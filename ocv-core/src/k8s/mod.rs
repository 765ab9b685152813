mod kind;
mod label_selector;
mod util;

pub use kind::*;
pub use label_selector::*;

use crate::prelude::*;

pub trait KubeResourceExt {
    fn namespaced_name(&self) -> String;
    fn matches(&self, sel: &LabelSelector) -> bool;
}

#[cfg(test)]
pub mod tests;
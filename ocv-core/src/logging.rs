use tracing_subscriber::EnvFilter;

pub fn setup(env_filter: &str) {
    tracing_subscriber::fmt()
        .with_file(true)
        .with_line_number(true)
        .with_target(false)
        .with_env_filter(EnvFilter::new(env_filter))
        .compact()
        .init();
}
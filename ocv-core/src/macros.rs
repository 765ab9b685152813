// Generate labels (or annotations) for a k8s object, using klabel!("label1" => "value1", "label2" => "value2")
// syntax; the result is wrapped in Some(...) so it can be dropped directly into an ObjectMeta
#[macro_export]
macro_rules! klabel {
    ($($key:expr => $val:expr),+$(,)?) => {
        Some(::std::collections::BTreeMap::from([$(($key.to_string(), $val.to_string())),+]))
    };
}

pub use klabel;
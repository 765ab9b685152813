pub mod associations;
mod collection;
mod config;
mod console;
mod event;
mod filter;
mod manager;
mod projection;
mod subscription;
pub mod view;
pub mod watchers;

pub use crate::associations::AssociationEngine;
pub use crate::collection::{
    Collection,
    CollectionStore,
};
pub use crate::config::{
    AnnotationConfig,
    ViewConfig,
    WatchOptions,
};
pub use crate::console::ConsoleView;
pub use crate::event::{
    StoreChange,
    WatchAction,
    WatchEvent,
};
pub use crate::filter::{
    LabelFilter,
    LabelSuggestions,
    add_suggestions_from_resources,
};
pub use crate::manager::{
    Console,
    Message,
    ViewId,
    ViewManager,
    WatchError,
};
pub use crate::projection::{
    GroupedIndex,
    Projection,
    project,
};
pub use crate::subscription::{
    SubscriptionHandle,
    Subscriptions,
};
pub use crate::view::{
    FilterAlert,
    FilteredView,
    ViewState,
};

#[cfg(test)]
mod tests;
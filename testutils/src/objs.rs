use ocv_core::prelude::*;
use rstest::fixture;
use serde_json::json;

use crate::constants::*;

fn new_obj(kind: ResourceKind, name: &str) -> DynamicObject {
    let obj = DynamicObject::new(name, &kind.api_resource());
    if kind.namespaced() { obj.within(TEST_NAMESPACE) } else { obj }
}

fn with_labels(mut obj: DynamicObject, labels: &[(&str, &str)]) -> DynamicObject {
    obj.labels_mut()
        .extend(labels.iter().map(|(k, v)| (k.to_string(), v.to_string())));
    obj
}

// A deployment config with a config-change trigger and an image-change trigger watching `image`
#[fixture]
pub fn test_deployment_config(
    #[default(TEST_DEPLOYMENT_CONFIG)] name: &str,
    #[default(TEST_OUTPUT_IMAGE)] image: &str,
) -> DynamicObject {
    new_obj(ResourceKind::DeploymentConfigs, name).data(json!({
        "spec": {
            "replicas": 1,
            "triggers": [
                {"type": "ConfigChange"},
                {
                    "type": "ImageChange",
                    "imageChangeParams": {
                        "automatic": true,
                        "containerNames": ["app"],
                        "from": {"kind": "ImageStreamTag", "name": image},
                    },
                },
            ],
        },
    }))
}

#[fixture]
pub fn test_build(#[default(TEST_BUILD)] name: &str, #[default(TEST_OUTPUT_IMAGE)] output: &str) -> DynamicObject {
    new_obj(ResourceKind::Builds, name).data(json!({
        "spec": {
            "strategy": {"type": "Source"},
            "output": {"to": {"kind": "ImageStreamTag", "name": output}},
        },
        "status": {"phase": "Complete"},
    }))
}

pub fn test_pod(name: &str, labels: &[(&str, &str)]) -> DynamicObject {
    let pod = new_obj(ResourceKind::Pods, name).data(json!({
        "spec": {"containers": [{"name": "app", "image": TEST_DOCKER_REF}]},
        "status": {"phase": "Running"},
    }));
    with_labels(pod, labels)
}

pub fn test_service(name: &str, selector: &[(&str, &str)]) -> DynamicObject {
    let selector: serde_json::Map<_, _> = selector.iter().map(|(k, v)| (k.to_string(), json!(v))).collect();
    new_obj(ResourceKind::Services, name).data(json!({
        "spec": {
            "selector": selector,
            "ports": [{"port": 8080, "protocol": "TCP"}],
        },
    }))
}

// A replication controller rolled out by `dc`, running `image` (the usual "deployment" object)
#[fixture]
pub fn test_deployment(
    #[default(TEST_DEPLOYMENT)] name: &str,
    #[default(TEST_DEPLOYMENT_CONFIG)] dc: &str,
    #[default(TEST_DOCKER_REF)] image: &str,
) -> DynamicObject {
    let mut depl = new_obj(ResourceKind::Deployments, name).data(json!({
        "spec": {
            "replicas": 1,
            "template": {
                "metadata": {"labels": {"deploymentconfig": dc}},
                "spec": {"containers": [{"name": "app", "image": image}]},
            },
        },
    }));
    depl.annotations_mut().insert(DEPLOYMENT_CONFIG_ANNOTATION_KEY.into(), dc.into());
    depl
}

pub fn test_deployment_with_labels(name: &str, labels: &[(&str, &str)]) -> DynamicObject {
    with_labels(test_deployment(name, TEST_DEPLOYMENT_CONFIG, TEST_DOCKER_REF), labels)
}

pub fn test_service_with_labels(name: &str, labels: &[(&str, &str)]) -> DynamicObject {
    with_labels(test_service(name, &[]), labels)
}

#[fixture]
pub fn test_image_stream(
    #[default(TEST_IMAGE_STREAM)] name: &str,
    #[default(TEST_DOCKER_REF)] docker_ref: &str,
    #[default(TEST_IMAGE)] image: &str,
) -> DynamicObject {
    new_obj(ResourceKind::ImageStreams, name).data(json!({
        "spec": {},
        "status": {
            "dockerImageRepository": format!("172.30.17.3:5001/{TEST_NAMESPACE}/{name}"),
            "tags": [{
                "tag": TEST_IMAGE_TAG,
                "items": [{
                    "created": "2015-04-14T18:20:12Z",
                    "dockerImageReference": docker_ref,
                    "image": image,
                }],
            }],
        },
    }))
}

#[fixture]
pub fn test_image(#[default(TEST_IMAGE)] name: &str, #[default(TEST_DOCKER_REF)] docker_ref: &str) -> DynamicObject {
    new_obj(ResourceKind::Images, name).data(json!({
        "dockerImageReference": docker_ref,
        "dockerImageMetadata": {"Architecture": "amd64"},
    }))
}
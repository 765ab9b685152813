use std::collections::{
    BTreeMap,
    BTreeSet,
};

use ocv_core::jsonutils::render_scalar;
use ocv_core::prelude::*;

use crate::collection::Collection;

// A Projection says how to compute the grouping key(s) for an object.  Most projections yield
// zero or one key per object (zero when the field is missing, in which case the object just
// doesn't show up in the index); `Labels` yields one two-part key per label, which is how we build
// label-key -> label-value indices.
#[derive(Clone, Debug, Eq, PartialEq)]
pub enum Projection {
    Name,
    Namespace,
    Label(String),
    Labels,
    Annotation(String),
    // JSON pointer into the kind-specific part of the object, e.g. "/dockerImageReference"
    Field(String),
}

impl Projection {
    pub fn keys(&self, obj: &DynamicObject) -> Vec<Vec<String>> {
        let single = |v: Option<String>| v.map(|v| vec![vec![v]]).unwrap_or_default();
        match self {
            Projection::Name => single(obj.metadata.name.clone()),
            Projection::Namespace => single(obj.metadata.namespace.clone()),
            Projection::Label(key) => single(obj.labels().get(key).cloned()),
            Projection::Labels => obj.labels().iter().map(|(k, v)| vec![k.clone(), v.clone()]).collect(),
            Projection::Annotation(key) => single(obj.annotations().get(key).cloned()),
            Projection::Field(pointer) => single(obj.data.pointer(pointer).and_then(render_scalar)),
        }
    }
}

// A GroupedIndex maps a key path to the collection of objects that live at that path, e.g. for a
// label index, ["app", "frontend"] -> {pod names -> pods}.  The paths are stored flattened, which
// makes both lookups and equality checks trivial.
#[derive(Clone, Debug, Default, PartialEq)]
pub struct GroupedIndex {
    groups: BTreeMap<Vec<String>, Collection>,
}

impl GroupedIndex {
    pub fn get(&self, path: &[&str]) -> Option<&Collection> {
        let key: Vec<String> = path.iter().map(|s| s.to_string()).collect();
        self.groups.get(&key)
    }

    // Return the distinct path components directly underneath `prefix`; e.g., for a label index,
    // children(&[]) is the set of label keys and children(&["app"]) the set of values for "app".
    pub fn children(&self, prefix: &[&str]) -> BTreeSet<&str> {
        self.groups
            .keys()
            .filter(|path| path.len() > prefix.len() && path.iter().zip(prefix).all(|(a, b)| a == b))
            .map(|path| path[prefix.len()].as_str())
            .collect()
    }

    pub fn is_empty(&self) -> bool {
        self.groups.is_empty()
    }

    pub fn len(&self) -> usize {
        self.groups.len()
    }
}

// Group a collection by the primary projection (and then by the secondary one, if given); the
// leaves are always keyed by object name.  This is a pure function of its inputs.
pub fn project(collection: &Collection, primary: &Projection, secondary: Option<&Projection>) -> GroupedIndex {
    let mut groups: BTreeMap<Vec<String>, Collection> = BTreeMap::new();
    for (name, obj) in collection {
        let secondary_keys = match secondary {
            Some(p) => p.keys(obj),
            None => vec![vec![]],
        };

        for pk in primary.keys(obj) {
            for sk in &secondary_keys {
                let path = pk.iter().chain(sk).cloned().collect();
                groups.entry(path).or_default().insert(name.clone(), obj.clone());
            }
        }
    }
    GroupedIndex { groups }
}
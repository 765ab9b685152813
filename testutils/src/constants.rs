pub const TEST_NAMESPACE: &str = "test-namespace";
pub const TEST_DEPLOYMENT_CONFIG: &str = "the-deployment-config";
pub const TEST_DEPLOYMENT: &str = "the-deployment-config-1";
pub const TEST_BUILD: &str = "the-build-1";
pub const TEST_POD: &str = "the-pod";
pub const TEST_SERVICE: &str = "the-service";
pub const TEST_IMAGE_STREAM: &str = "the-image-stream";
pub const TEST_IMAGE_TAG: &str = "latest";
pub const TEST_OUTPUT_IMAGE: &str = "the-image-stream:latest";
pub const TEST_IMAGE: &str = "sha256:4b6a8a3c0b1f6a3e";
pub const TEST_DOCKER_REF: &str = "172.30.17.3:5001/test-namespace/the-image-stream@sha256:4b6a8a3c0b1f6a3e";
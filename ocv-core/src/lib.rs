pub mod constants;
pub mod errors;
pub mod jsonutils;
pub mod k8s;
pub mod logging;
pub mod macros;

pub mod prelude {
    pub use k8s_openapi::api::core::v1 as corev1;
    pub use k8s_openapi::apimachinery::pkg::apis::meta::v1 as metav1;
    pub use kube::ResourceExt;
    pub use kube::api::DynamicObject;

    pub use crate::constants::*;
    pub use crate::errors::EmptyResult;
    pub use crate::k8s::{
        KubeResourceExt,
        LabelSelector,
        ResourceKind,
    };
}
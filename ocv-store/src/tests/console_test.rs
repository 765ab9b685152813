use std::sync::atomic::{
    AtomicUsize,
    Ordering,
};

use assertables::*;
use ocv_testutils::*;

use super::*;
use crate::subscription::MockSubscriptionHandle;

fn apply(store: &mut CollectionStore, views: &mut [&mut ConsoleView], kind: ResourceKind, evt: WatchEvent) -> bool {
    let change = store.apply(kind, evt).unwrap();
    let mut changed = false;
    for view in views.iter_mut() {
        changed |= view.handle(store, kind, &change);
    }
    changed
}

#[fixture]
fn store() -> CollectionStore {
    store_with([
        (
            ResourceKind::Services,
            vec![
                test_service_with_labels("frontend", &[("app", "frontend")]),
                test_service_with_labels("db", &[("app", "db")]),
            ],
        ),
        (ResourceKind::Deployments, vec![test_deployment_with_labels("frontend-1", &[("app", "frontend")])]),
        (ResourceKind::Pods, vec![test_pod("p1", &[("deploymentconfig", TEST_DEPLOYMENT_CONFIG)])]),
    ])
}

#[rstest]
fn test_sync_builds_initial_state(store: CollectionStore) {
    let mut view = ConsoleView::new(&ViewConfig::default());
    view.sync(&store);

    assert_eq!(names(view.filtered(ResourceKind::Services).unwrap()), vec!["db", "frontend"]);
    assert_eq!(view.suggestions()["app"].len(), 2);
    assert_eq!(view.state().get(ResourceKind::Deployments).unwrap().empty_message, "No deployments to show");
    assert_eq!(view.associations().pods_by_label().len(), 1);
}

#[rstest]
fn test_independent_consumers(mut store: CollectionStore) {
    let mut frontend = ConsoleView::new(&ViewConfig {
        label_selector: LabelSelector::from_pairs([("app", "frontend")]),
        ..Default::default()
    });
    let mut everything = ConsoleView::new(&ViewConfig::default());
    frontend.sync(&store);
    everything.sync(&store);

    assert_eq!(names(frontend.filtered(ResourceKind::Services).unwrap()), vec!["frontend"]);
    assert_eq!(names(everything.filtered(ResourceKind::Services).unwrap()), vec!["db", "frontend"]);

    // Narrowing one view's filter leaves the other alone
    assert!(everything.set_selector(&store, LabelSelector::from_pairs([("app", "db")])));
    assert_eq!(names(frontend.filtered(ResourceKind::Services).unwrap()), vec!["frontend"]);
    assert_eq!(names(everything.filtered(ResourceKind::Services).unwrap()), vec!["db"]);

    // Both see the same store updates through their own filters
    let evt = WatchEvent::Upsert(test_service_with_labels("frontend-2", &[("app", "frontend")]));
    assert!(apply(&mut store, &mut [&mut frontend, &mut everything], ResourceKind::Services, evt));
    assert_eq!(names(frontend.filtered(ResourceKind::Services).unwrap()), vec!["frontend", "frontend-2"]);
    assert_eq!(names(everything.filtered(ResourceKind::Services).unwrap()), vec!["db"]);
}

#[rstest]
fn test_filter_change_raises_and_clears_alert(store: CollectionStore) {
    let mut view = ConsoleView::new(&ViewConfig::default());
    view.sync(&store);

    assert!(view.set_selector(&store, LabelSelector::from_pairs([("app", "nope")])));
    assert_some!(view.state().alert(ResourceKind::Services));
    assert_some!(view.state().alert(ResourceKind::Deployments));
    assert_contains!(view.summary(), "The active filters are hiding all services.");

    // Setting the same selector again is a no-op
    assert!(!view.set_selector(&store, LabelSelector::from_pairs([("app", "nope")])));

    assert!(view.set_selector(&store, LabelSelector::everything()));
    assert_eq!(view.state().alerts().count(), 0);
}

#[rstest]
fn test_selector_listeners(store: CollectionStore) {
    let calls = Arc::new(AtomicUsize::new(0));
    let mut view = ConsoleView::new(&ViewConfig::default());
    let listener_calls = calls.clone();
    view.on_selector_changed(move |_| {
        listener_calls.fetch_add(1, Ordering::SeqCst);
    });

    view.set_selector(&store, LabelSelector::from_pairs([("app", "db")]));
    view.set_selector(&store, LabelSelector::from_pairs([("app", "db")]));
    assert_eq!(calls.load(Ordering::SeqCst), 1);
}

#[rstest]
fn test_unchanged_view_is_not_reported(mut store: CollectionStore) {
    let mut view = ConsoleView::new(&ViewConfig {
        label_selector: LabelSelector::from_pairs([("app", "frontend")]),
        ..Default::default()
    });
    view.sync(&store);

    // Relabelling a service that the filter hides doesn't change what this view shows
    let evt = WatchEvent::Upsert(test_service_with_labels("db", &[("app", "db"), ("tier", "cache")]));
    assert!(!apply(&mut store, &mut [&mut view], ResourceKind::Services, evt));
    assert_eq!(view.suggestions()["tier"].len(), 1);
}

#[rstest]
fn test_filtered_pods_by_service(mut store: CollectionStore) {
    let mut view = ConsoleView::new(&ViewConfig {
        label_selector: LabelSelector::from_pairs([("app", "frontend")]),
        ..Default::default()
    });
    view.sync(&store);

    let mut svc = test_service_with_labels("frontend", &[("app", "frontend")]);
    svc.data["spec"]["selector"] = serde_json::json!({"deploymentconfig": TEST_DEPLOYMENT_CONFIG});
    apply(&mut store, &mut [&mut view], ResourceKind::Services, WatchEvent::Upsert(svc));

    let pods_by_service = view.filtered_pods_by_service();
    assert_eq!(pods_by_service.len(), 1);
    assert_eq!(names(pods_by_service["frontend"]), vec!["p1"]);
    assert_some!(view.pods_for_service("db"));
}

#[rstest]
fn test_teardown_isolation(mut store: CollectionStore) {
    let mut handle = MockSubscriptionHandle::new();
    handle.expect_close().times(1).return_const(());

    let mut view = ConsoleView::new(&ViewConfig::default());
    view.add_subscription(Box::new(handle));
    view.sync(&store);
    let before = view.state().clone();

    view.teardown();
    view.teardown();
    assert!(view.is_closed());

    let evt = WatchEvent::Upsert(test_service_with_labels("late", &[("app", "late")]));
    assert!(!apply(&mut store, &mut [&mut view], ResourceKind::Services, evt));
    assert!(!view.set_selector(&store, LabelSelector::from_pairs([("app", "db")])));
    assert_eq!(view.state(), &before);
    assert!(!view.suggestions()["app"].contains("late"));
}
use assertables::*;
use ocv_testutils::*;
use serde_json::json;

use super::*;
use crate::associations::*;

const OTHER_IMAGE: &str = "other-stream:latest";

fn linked_builds(triggers: &[LinkedTrigger]) -> Vec<&str> {
    triggers.iter().flat_map(|t| t.builds.keys().map(|k| k.as_str())).collect()
}

#[rstest]
fn test_parse_triggers() {
    let triggers = parse_triggers(&test_deployment_config(TEST_DEPLOYMENT_CONFIG, TEST_OUTPUT_IMAGE));
    assert_eq!(triggers.len(), 2);
    assert_eq!(triggers[0].trigger_type, TriggerType::ConfigChange);
    assert!(triggers[0].image.is_none());
    assert_eq!(triggers[1].trigger_type, TriggerType::ImageChange);
    assert_eq!(triggers[1].image.as_deref(), Some(TEST_OUTPUT_IMAGE));
}

#[rstest]
fn test_parse_legacy_fields() {
    let mut dc = test_deployment_config(TEST_DEPLOYMENT_CONFIG, TEST_OUTPUT_IMAGE);
    dc.data = json!({"triggers": [
        {"type": "ImageChange", "imageChangeParams": {"from": {"name": "legacy:latest"}}},
        {"type": "Generic"},
    ]});
    let triggers = parse_triggers(&dc);
    assert_eq!(triggers[0].image.as_deref(), Some("legacy:latest"));
    assert_eq!(triggers[1].trigger_type, TriggerType::Other("Generic".into()));

    let mut build = test_build(TEST_BUILD, TEST_OUTPUT_IMAGE);
    build.data = json!({"parameters": {"output": {"to": {"name": "legacy:latest"}}}});
    assert_eq!(build_output_image(&build), Some("legacy:latest"));

    let linked = link_triggers(&dc, &collection([build]));
    assert_eq!(linked_builds(&linked), vec![TEST_BUILD]);
}

#[rstest]
fn test_dc_without_triggers() {
    let mut dc = test_deployment_config(TEST_DEPLOYMENT_CONFIG, TEST_OUTPUT_IMAGE);
    dc.data = json!({"spec": {"replicas": 1}});
    assert_is_empty!(link_triggers(&dc, &collection([test_build(TEST_BUILD, TEST_OUTPUT_IMAGE)])));
}

#[rstest]
fn test_link_only_matching_builds() {
    let dc = test_deployment_config(TEST_DEPLOYMENT_CONFIG, TEST_OUTPUT_IMAGE);
    let builds = collection([
        test_build("b1", TEST_OUTPUT_IMAGE),
        test_build("b2", OTHER_IMAGE),
        test_build("b3", TEST_OUTPUT_IMAGE),
    ]);

    let triggers = link_triggers(&dc, &builds);
    assert_is_empty!(&triggers[0].builds);
    assert_eq!(names(&triggers[1].builds), vec!["b1", "b3"]);
}

#[rstest]
fn test_link_is_idempotent() {
    let dcs = collection([test_deployment_config("dc1", TEST_OUTPUT_IMAGE), test_deployment_config("dc2", OTHER_IMAGE)]);
    let builds = collection([test_build("b1", TEST_OUTPUT_IMAGE), test_build("b2", OTHER_IMAGE)]);

    let mut index = link_all(&dcs, &builds);
    let first = index.clone();
    for (name, build) in &builds {
        assert!(!link_build(&mut index, name, build));
    }
    assert_eq!(index, first);
    assert_eq!(link_all(&dcs, &builds), first);
}

#[rstest]
fn test_build_delete_prunes_every_trigger() {
    let mut store = store_with([
        (
            ResourceKind::DeploymentConfigs,
            vec![test_deployment_config("dc1", TEST_OUTPUT_IMAGE), test_deployment_config("dc2", TEST_OUTPUT_IMAGE)],
        ),
        (ResourceKind::Builds, vec![test_build("b1", TEST_OUTPUT_IMAGE), test_build("b2", TEST_OUTPUT_IMAGE)]),
    ]);
    let mut engine = AssociationEngine::default();
    engine.rebuild(&store);
    assert_eq!(linked_builds(engine.triggers_for("dc1")), vec!["b1", "b2"]);

    let change = store.apply(ResourceKind::Builds, WatchEvent::Delete("b1".into())).unwrap();
    assert!(engine.handle(&store, ResourceKind::Builds, &change));

    assert_eq!(linked_builds(engine.triggers_for("dc1")), vec!["b2"]);
    assert_eq!(linked_builds(engine.triggers_for("dc2")), vec!["b2"]);

    // Deleting it again has nothing left to prune
    assert!(!engine.handle(&store, ResourceKind::Builds, &change));
}

#[rstest]
#[case::dcs_first([ResourceKind::DeploymentConfigs, ResourceKind::Builds])]
#[case::builds_first([ResourceKind::Builds, ResourceKind::DeploymentConfigs])]
fn test_snapshot_order_independence(#[case] order: [ResourceKind; 2]) {
    let dcs = vec![test_deployment_config("dc1", TEST_OUTPUT_IMAGE), test_deployment_config("dc2", OTHER_IMAGE)];
    let builds = vec![
        test_build("b1", TEST_OUTPUT_IMAGE),
        test_build("b2", OTHER_IMAGE),
        test_build("b3", TEST_OUTPUT_IMAGE),
    ];

    let mut store = CollectionStore::new();
    let mut engine = AssociationEngine::default();
    for kind in order {
        let objs = match kind {
            ResourceKind::DeploymentConfigs => dcs.clone(),
            _ => builds.clone(),
        };
        let change = store.apply(kind, WatchEvent::Snapshot(objs)).unwrap();
        engine.handle(&store, kind, &change);
    }

    let expected = link_all(&collection(dcs), &collection(builds));
    assert_eq!(engine.triggers(), &expected);
    assert_eq!(linked_builds(engine.triggers_for("dc1")), vec!["b1", "b3"]);
    assert_eq!(linked_builds(engine.triggers_for("dc2")), vec!["b2"]);
}

#[rstest]
fn test_incremental_build_and_dc_events() {
    let mut store = store_with([
        (ResourceKind::DeploymentConfigs, vec![test_deployment_config("dc1", TEST_OUTPUT_IMAGE)]),
        (ResourceKind::Builds, vec![]),
    ]);
    let mut engine = AssociationEngine::default();
    engine.rebuild(&store);

    // A new build is linked against the existing trigger
    let change = store.apply(ResourceKind::Builds, WatchEvent::Upsert(test_build("b1", TEST_OUTPUT_IMAGE))).unwrap();
    engine.handle(&store, ResourceKind::Builds, &change);
    assert_eq!(linked_builds(engine.triggers_for("dc1")), vec!["b1"]);

    // If its output changes it moves off of the trigger
    let change = store.apply(ResourceKind::Builds, WatchEvent::Upsert(test_build("b1", OTHER_IMAGE))).unwrap();
    engine.handle(&store, ResourceKind::Builds, &change);
    assert_is_empty!(linked_builds(engine.triggers_for("dc1")));

    // A new DC picks up the builds that already exist
    let change = store
        .apply(ResourceKind::DeploymentConfigs, WatchEvent::Upsert(test_deployment_config("dc2", OTHER_IMAGE)))
        .unwrap();
    engine.handle(&store, ResourceKind::DeploymentConfigs, &change);
    assert_eq!(linked_builds(engine.triggers_for("dc2")), vec!["b1"]);

    // A deleted DC has no triggers left
    let change = store.apply(ResourceKind::DeploymentConfigs, WatchEvent::Delete("dc2".into())).unwrap();
    engine.handle(&store, ResourceKind::DeploymentConfigs, &change);
    assert_is_empty!(engine.triggers_for("dc2"));
    assert_eq!(engine.triggers().len(), 1);
}

#[rstest]
fn test_linked_builds_track_replacements() {
    let mut store = store_with([
        (ResourceKind::DeploymentConfigs, vec![test_deployment_config("dc1", TEST_OUTPUT_IMAGE)]),
        (ResourceKind::Builds, vec![test_build("b1", TEST_OUTPUT_IMAGE)]),
    ]);
    let mut engine = AssociationEngine::default();
    engine.rebuild(&store);

    let mut running = test_build("b1", TEST_OUTPUT_IMAGE);
    running.data["status"]["phase"] = json!("Running");
    let change = store.apply(ResourceKind::Builds, WatchEvent::Upsert(running)).unwrap();
    engine.handle(&store, ResourceKind::Builds, &change);

    let linked = &engine.triggers_for("dc1")[1].builds["b1"];
    assert_eq!(linked.data["status"]["phase"], "Running");
}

*****

EXERCISE GOAL: Nothing but an exact copy of the lines from the first one above through the line holding "mod console;" should be returned.

RESULT:
filename ocv-core/src/k8s/mod.rs
repository 765ab9b685152813
mod kind;
mod label_selector;
mod util;

pub use kind::*;
pub use label_selector::*;

use crate::prelude::*;

pub trait KubeResourceExt {
    fn namespaced_name(&self) -> String;
    fn matches(&self, sel: &LabelSelector) -> bool;
}

#[cfg(test)]
pub mod tests;
filename ocv-core/src/logging.rs
use tracing_subscriber::EnvFilter;

pub fn setup(env_filter: &str) {
    tracing_subscriber::fmt()
        .with_file(true)
        .with_line_number(true)
        .with_target(false)
        .with_env_filter(EnvFilter::new(env_filter))
        .compact()
        .init();
}
filename ocv-core/src/macros.rs
repository 765ab9b685152813
// Generate labels (or annotations) for a k8s object, using klabel!("label1" => "value1", "label2" => "value2")
// syntax; the result is wrapped in Some(...) so it can be dropped directly into an ObjectMeta
#[macro_export]
macro_rules! klabel {
    ($($key:expr => $val:expr),+$(,)?) => {
        Some(::std::collections::BTreeMap::from([$(($key.to_string(), $val.to_string())),+]))
    };
}

pub use klabel;
repository 765ab9b685152813
pub mod associations;
mod collection;
mod config;
mod console;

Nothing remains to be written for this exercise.